Provided records |
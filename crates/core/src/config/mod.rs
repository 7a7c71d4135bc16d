//! Configuration loading and schema definitions
//!
//! Shared configuration types used by the fieldmap tools.

mod loader;
mod schema;

pub use loader::Config;
pub use schema::*;
use assert_cmd::Command;
use predicates::prelude::*;
use std::path::Path;

const SITES_KML: &str = r#"<?xml version="1.0" encoding="UTF-8"?>
<kml xmlns="http://www.opengis.net/kml/2.2">
  <Document>
    <name>Field Sites</name>
    <Placemark>
      <name>Base Camp</name>
      <Point><coordinates>-122.4194,37.7749,0</coordinates></Point>
    </Placemark>
    <Folder>
      <name>Trails</name>
      <Placemark>
        <name>Ridge Trail</name>
        <LineString>
          <coordinates>-122.4194,37.7749 -122.4094,37.7849 -122.3994,37.7949</coordinates>
        </LineString>
      </Placemark>
    </Folder>
  </Document>
</kml>"#;

fn write_sites(dir: &Path) -> std::path::PathBuf {
    let path = dir.join("sites.kml");
    std::fs::write(&path, SITES_KML).unwrap();
    path
}

fn fieldmap(dir: &Path) -> Command {
    let mut cmd = Command::cargo_bin("fieldmap").unwrap();
    cmd.current_dir(dir).env_remove("RUST_LOG").env_remove("FIELDMAP_CONFIG");
    cmd
}

#[test]
fn parse_prints_tree() {
    let dir = tempfile::tempdir().unwrap();
    let path = write_sites(dir.path());

    fieldmap(dir.path())
        .arg("parse")
        .arg(&path)
        .assert()
        .success()
        .stdout(predicate::str::contains("Field Sites"))
        .stdout(predicate::str::contains("Trails/"))
        .stdout(predicate::str::contains("Ridge Trail [LineString]"));
}

#[test]
fn parse_json_is_machine_readable() {
    let dir = tempfile::tempdir().unwrap();
    let path = write_sites(dir.path());

    let output = fieldmap(dir.path()).args(["parse", "--json"]).arg(&path).output().unwrap();
    assert!(output.status.success());

    let doc: serde_json::Value = serde_json::from_slice(&output.stdout).unwrap();
    assert_eq!(doc["name"], "Field Sites");
    assert_eq!(doc["folders"][0]["placemarks"][0]["name"], "Ridge Trail");
}

#[test]
fn analyze_json_reports_routes() {
    let dir = tempfile::tempdir().unwrap();
    let path = write_sites(dir.path());

    let output = fieldmap(dir.path()).args(["analyze", "--json"]).arg(&path).output().unwrap();
    assert!(output.status.success());

    let stats: serde_json::Value = serde_json::from_slice(&output.stdout).unwrap();
    assert_eq!(stats["totalPlacemarks"], 2);
    assert_eq!(stats["pointCount"], 1);
    assert_eq!(stats["routes"][0]["waypointCount"], 3);
    assert_eq!(stats["clusters"].as_array().unwrap().len(), 1);
}

#[test]
fn analyze_save_uses_default_name() {
    let dir = tempfile::tempdir().unwrap();
    let path = write_sites(dir.path());

    fieldmap(dir.path())
        .args(["analyze", "--save"])
        .arg(&path)
        .assert()
        .success();

    assert!(dir.path().join("Field_Sites_analytics.json").exists());
}

#[test]
fn analyze_rejects_non_positive_distance() {
    let dir = tempfile::tempdir().unwrap();
    let path = write_sites(dir.path());

    fieldmap(dir.path())
        .args(["analyze", "--max-distance-km", "0"])
        .arg(&path)
        .assert()
        .code(1);
}

#[test]
fn export_writes_geojson() {
    let dir = tempfile::tempdir().unwrap();
    let path = write_sites(dir.path());

    fieldmap(dir.path())
        .arg("export")
        .arg(&path)
        .assert()
        .success();

    let body = std::fs::read_to_string(dir.path().join("Field_Sites.geojson")).unwrap();
    let collection: serde_json::Value = serde_json::from_str(&body).unwrap();
    assert_eq!(collection["type"], "FeatureCollection");
    assert_eq!(collection["features"][0]["geometry"]["type"], "Point");
    assert_eq!(
        collection["features"][0]["geometry"]["coordinates"],
        serde_json::json!([-122.4194, 37.7749, 0.0])
    );
}

#[test]
fn invalid_archive_exits_with_import_code() {
    let dir = tempfile::tempdir().unwrap();
    let path = dir.path().join("broken.kmz");
    std::fs::write(&path, b"definitely not a zip").unwrap();

    fieldmap(dir.path())
        .arg("parse")
        .arg(&path)
        .assert()
        .code(2)
        .stderr(predicate::str::contains("E4001"));
}

#[test]
fn missing_explicit_config_exits_with_config_code() {
    let dir = tempfile::tempdir().unwrap();
    let path = write_sites(dir.path());

    fieldmap(dir.path())
        .args(["--config", "missing.toml", "parse"])
        .arg(&path)
        .assert()
        .code(3);
}

#[test]
fn config_file_sets_output_dir() {
    let dir = tempfile::tempdir().unwrap();
    let path = write_sites(dir.path());
    std::fs::create_dir(dir.path().join("out")).unwrap();
    std::fs::write(
        dir.path().join(".fieldmap.toml"),
        "[general]\noutput_dir = \"out\"\npretty_json = false\n",
    )
    .unwrap();

    fieldmap(dir.path()).arg("export").arg(&path).assert().success();

    let body = std::fs::read_to_string(dir.path().join("out/Field_Sites.geojson")).unwrap();
    assert!(!body.contains('\n'));
}

#[test]
fn json_failures_are_reported_as_json() {
    let dir = tempfile::tempdir().unwrap();
    let path = dir.path().join("broken.kmz");
    std::fs::write(&path, b"definitely not a zip").unwrap();

    let output = fieldmap(dir.path()).args(["parse", "--json"]).arg(&path).output().unwrap();
    assert_eq!(output.status.code(), Some(2));
    assert!(output.stdout.is_empty());

    let report: serde_json::Value = serde_json::from_slice(&output.stderr).unwrap();
    assert_eq!(report["code"], "INVALID_ARCHIVE");
    assert_eq!(report["code_str"], "E4001");
    assert_eq!(report["category"], "Import");
    assert!(report["suggestion"].is_string());
}

#[test]
fn warns_when_no_placemarks_survive() {
    let dir = tempfile::tempdir().unwrap();
    let path = dir.path().join("empty.kml");
    std::fs::write(
        &path,
        "<kml><Document><name>Empty</name><Placemark><name>No geometry</name></Placemark></Document></kml>",
    )
    .unwrap();

    fieldmap(dir.path())
        .arg("parse")
        .arg(&path)
        .assert()
        .success()
        .stderr(predicate::str::contains("No placemarks with usable geometry found"));
}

Your assignment | Tally the lines in the data that contain the string "geometry". Report only the total.

Task output | 4